Fujii became the 49th professional to win his 600th official game when he defeated Tetsurō Itodani on January 27, 2016.

===Promotion history===
Fujii's promotion history is as follows:
- 6-kyū: April 1986
- 1-dan: October 1988
- 4-dan: April 1, 1991
- 5-dan: April 1, 1994
- 6-dan: April 1, 1995
- 7-dan: October 1, 1998
- 8-dan: October 1, 1999
- 9-dan: October 1, 2000

===Titles and other championships===
Fujii has appeared in major title matches seven times and has won three titles. He won the 11th (1998), 12th (1999) and 13th (2000) Ryūō titles. In addition to major titles, Fujii has won eight non-major-title championships during his career.

====Major titles====

| Title | Years | Number of times overall |
|---|---|---|
| Ryūō | 1998–2000 | 3 |

====Other championships====

| Tournament | Years | Number of times |
|---|---|---|
| Shinjin-Ō | 1996–1997, 1999 | 3 |
| JT Nihon Series [ja] | 2002, 2005 | 2 |
| Ginga Tournament | 2016 | 1 |
| ^{*}Quick Play Young Professionals Tournament [ja] | 1997 | 1 |
| ^{*}Hayazashi Senshuken [ja] | 1999 | 1 |

Note: Tournaments marked with an asterisk (*) are no longer held.

===Awards and honors===
Fujii has received a number of awards and honors throughout his career for his accomplishments both on an off the shogi board. These include the Annual Shogi Awards given out by the JSA for performance in official games as well as other JSA awards for career accomplishments, and awards received from governmental organizations, etc. for contributions made to Japanese society.

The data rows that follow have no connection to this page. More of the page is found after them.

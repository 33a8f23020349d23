//! Delta diffing against per-connection stream state.
//!
//! The responder compares the snapshot's per-resource version map with the
//! versions a stream was last delivered. Resources the stream never
//! subscribed to are never included; removals are bounded by what the
//! stream actually tracks.

use keel_core::TypeUrl;

use crate::snapshot::Snapshot;
use crate::stream::StreamState;
use crate::types::{DeltaResource, DeltaResponse};

/// The outcome of a delta diff: the response to send plus the stream-state
/// updates to apply once the send succeeds.
#[derive(Debug)]
pub(crate) struct DeltaDiff {
    pub(crate) response: DeltaResponse,
    /// (name, version) pairs to record as delivered.
    pub(crate) delivered: Vec<(String, String)>,
    /// Names to forget.
    pub(crate) removed: Vec<String>,
}

/// Diff a snapshot against a stream's known state.
///
/// Returns `None` when the stream is already up to date. The caller must
/// have built the snapshot's version map; a type missing from the map is
/// treated as absent from the snapshot.
pub(crate) fn diff(
    snapshot: &Snapshot,
    type_url: &TypeUrl,
    state: &StreamState,
) -> Option<DeltaDiff> {
    let resources = snapshot.resources(type_url);
    let version_map = snapshot.version_map(type_url);

    let mut changed = Vec::new();
    if let (Some(resources), Some(version_map)) = (resources, version_map) {
        for (name, entry) in resources.iter() {
            if !state.is_subscribed(name) {
                continue;
            }
            let Some(version) = version_map.get(name) else {
                continue;
            };
            let up_to_date = state
                .delivered_version(name)
                .map_or(false, |last| version.matches(last));
            if !up_to_date {
                changed.push(DeltaResource {
                    name: name.clone(),
                    version: version.as_str().to_string(),
                    resource: entry.resource().clone(),
                });
            }
        }
    }

    let mut removed: Vec<String> = state
        .resource_versions()
        .keys()
        .filter(|name| state.is_subscribed(name))
        .filter(|name| resources.map_or(true, |set| !set.contains(name)))
        .cloned()
        .collect();

    if changed.is_empty() && removed.is_empty() {
        return None;
    }

    removed.sort_unstable();
    let delivered = changed
        .iter()
        .map(|r| (r.name.clone(), r.version.clone()))
        .collect();

    Some(DeltaDiff {
        response: DeltaResponse {
            type_url: type_url.clone(),
            system_version_info: snapshot.version(type_url).to_string(),
            resources: changed,
            removed_resources: removed.clone(),
        },
        delivered,
        removed,
    })
}
//! Resource family tags.
//!
//! A snapshot groups its resources under opaque tags, and every request or
//! watch is scoped to exactly one of them. By xDS convention the tag is
//! the protobuf type URL of the family; the cache itself never looks
//! inside it.

use std::fmt;

/// Type URLs of the standard Envoy resource families.
///
/// Nothing in the cache depends on these; they exist so embedders and
/// tests do not spell the message paths out by hand.
pub mod well_known {
    /// Cluster Discovery Service (CDS).
    pub const CLUSTER: &str = "type.googleapis.com/envoy.config.cluster.v3.Cluster";

    /// Endpoint Discovery Service (EDS).
    pub const ENDPOINT: &str =
        "type.googleapis.com/envoy.config.endpoint.v3.ClusterLoadAssignment";

    /// Listener Discovery Service (LDS).
    pub const LISTENER: &str = "type.googleapis.com/envoy.config.listener.v3.Listener";

    /// Route Discovery Service (RDS).
    pub const ROUTE: &str = "type.googleapis.com/envoy.config.route.v3.RouteConfiguration";

    /// Secret Discovery Service (SDS).
    pub const SECRET: &str =
        "type.googleapis.com/envoy.extensions.transport_sockets.tls.v3.Secret";

    /// Runtime Discovery Service (RTDS).
    pub const RUNTIME: &str = "type.googleapis.com/envoy.service.runtime.v3.Runtime";
}

/// Opaque tag naming a resource family within a snapshot.
///
/// Two tags name the same family exactly when they are equal; the cache
/// neither parses nor validates them, so any string works as long as the
/// producer and its clients agree on it.
///
/// # Example
///
/// ```rust
/// use keel_core::{well_known, TypeUrl};
///
/// let cds: TypeUrl = well_known::CLUSTER.into();
/// assert_eq!(cds.as_str(), well_known::CLUSTER);
/// ```
#[derive(Clone, Debug, Default, PartialEq, Eq, Hash)]
pub struct TypeUrl(String);

impl TypeUrl {
    /// Wrap a string as a family tag.
    #[must_use]
    pub fn new(url: impl Into<String>) -> Self {
        Self(url.into())
    }

    /// The tag as a string slice.
    #[must_use]
    pub fn as_str(&self) -> &str {
        &self.0
    }
}

impl fmt::Display for TypeUrl {
    fn fmt(&self, f: &mut fmt::Formatter<'_>) -> fmt::Result {
        f.write_str(&self.0)
    }
}

impl From<String> for TypeUrl {
    fn from(url: String) -> Self {
        Self(url)
    }
}

impl From<&str> for TypeUrl {
    fn from(url: &str) -> Self {
        Self(url.to_string())
    }
}

impl From<TypeUrl> for String {
    fn from(url: TypeUrl) -> Self {
        url.0
    }
}

impl AsRef<str> for TypeUrl {
    fn as_ref(&self) -> &str {
        &self.0
    }
}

====Annual Shogi Awards====
- 24th Annual Awards (April 1996 – March 1997): Masuda Award
- 26th Annual Awards (April 1998 – March 1999): Most Games Won, Most Games Played, Technique Award
- 27th Annual Awards (April 1999 – March 2000): Distinguished Service Award
- 28th Annual Awards (April 2000 – March 2001): Technique Award
- 38th Annual Awards (April 2010 – March 2011): Game of the Year Special Prize
- 40th Annual Awards (April 2012 – March 2013): Masuda Award

====Other awards====
- 1999, January: Numata City Meritorius Citizen Award
- 2016, January: Shogi Honor Award (Awarded by the JSA in recognition of winning 600 official games as a professional)
- 2016: 25 Years Service Award (Awarded by the JSA in recognition of being an active professional for twenty-five years)

===Year-end shogi prize money and game fee ranking===
Fujii has finished in the "Top 10" of the JSA's year-end prize money and game fee rankings nine times since 1993, and in the "Top 3" twice.

| Year | Amount | Rank |
|---|---|---|
| 1998 | ¥27,050,000 | 6th |
| 1999 | ¥61,460,000 | 4th |
| 2000 | ¥65,030,000 | 3rdh |
| 2001 | ¥58,230,000 | 2nd |
| 2002 | ¥34,170,000 | 6th |
| 2005 | ¥19,810,000 | 9th |
| 2006 | ¥25,060,000 | 7th |
| 2010 | ¥24,100,000 | 8th |
| 2012 | ¥17,050,000 | 9th |

- Note: All amounts are given in Japanese yen and include prize money and fees earned from official tournaments and games held from January 1 to December 31.

==JSA director==
Fujii was selected to Japan Shogi Association's board of directors as a non-executive director at association's 63rd General Meeting in June 2012. He served in that capacity until June 2014.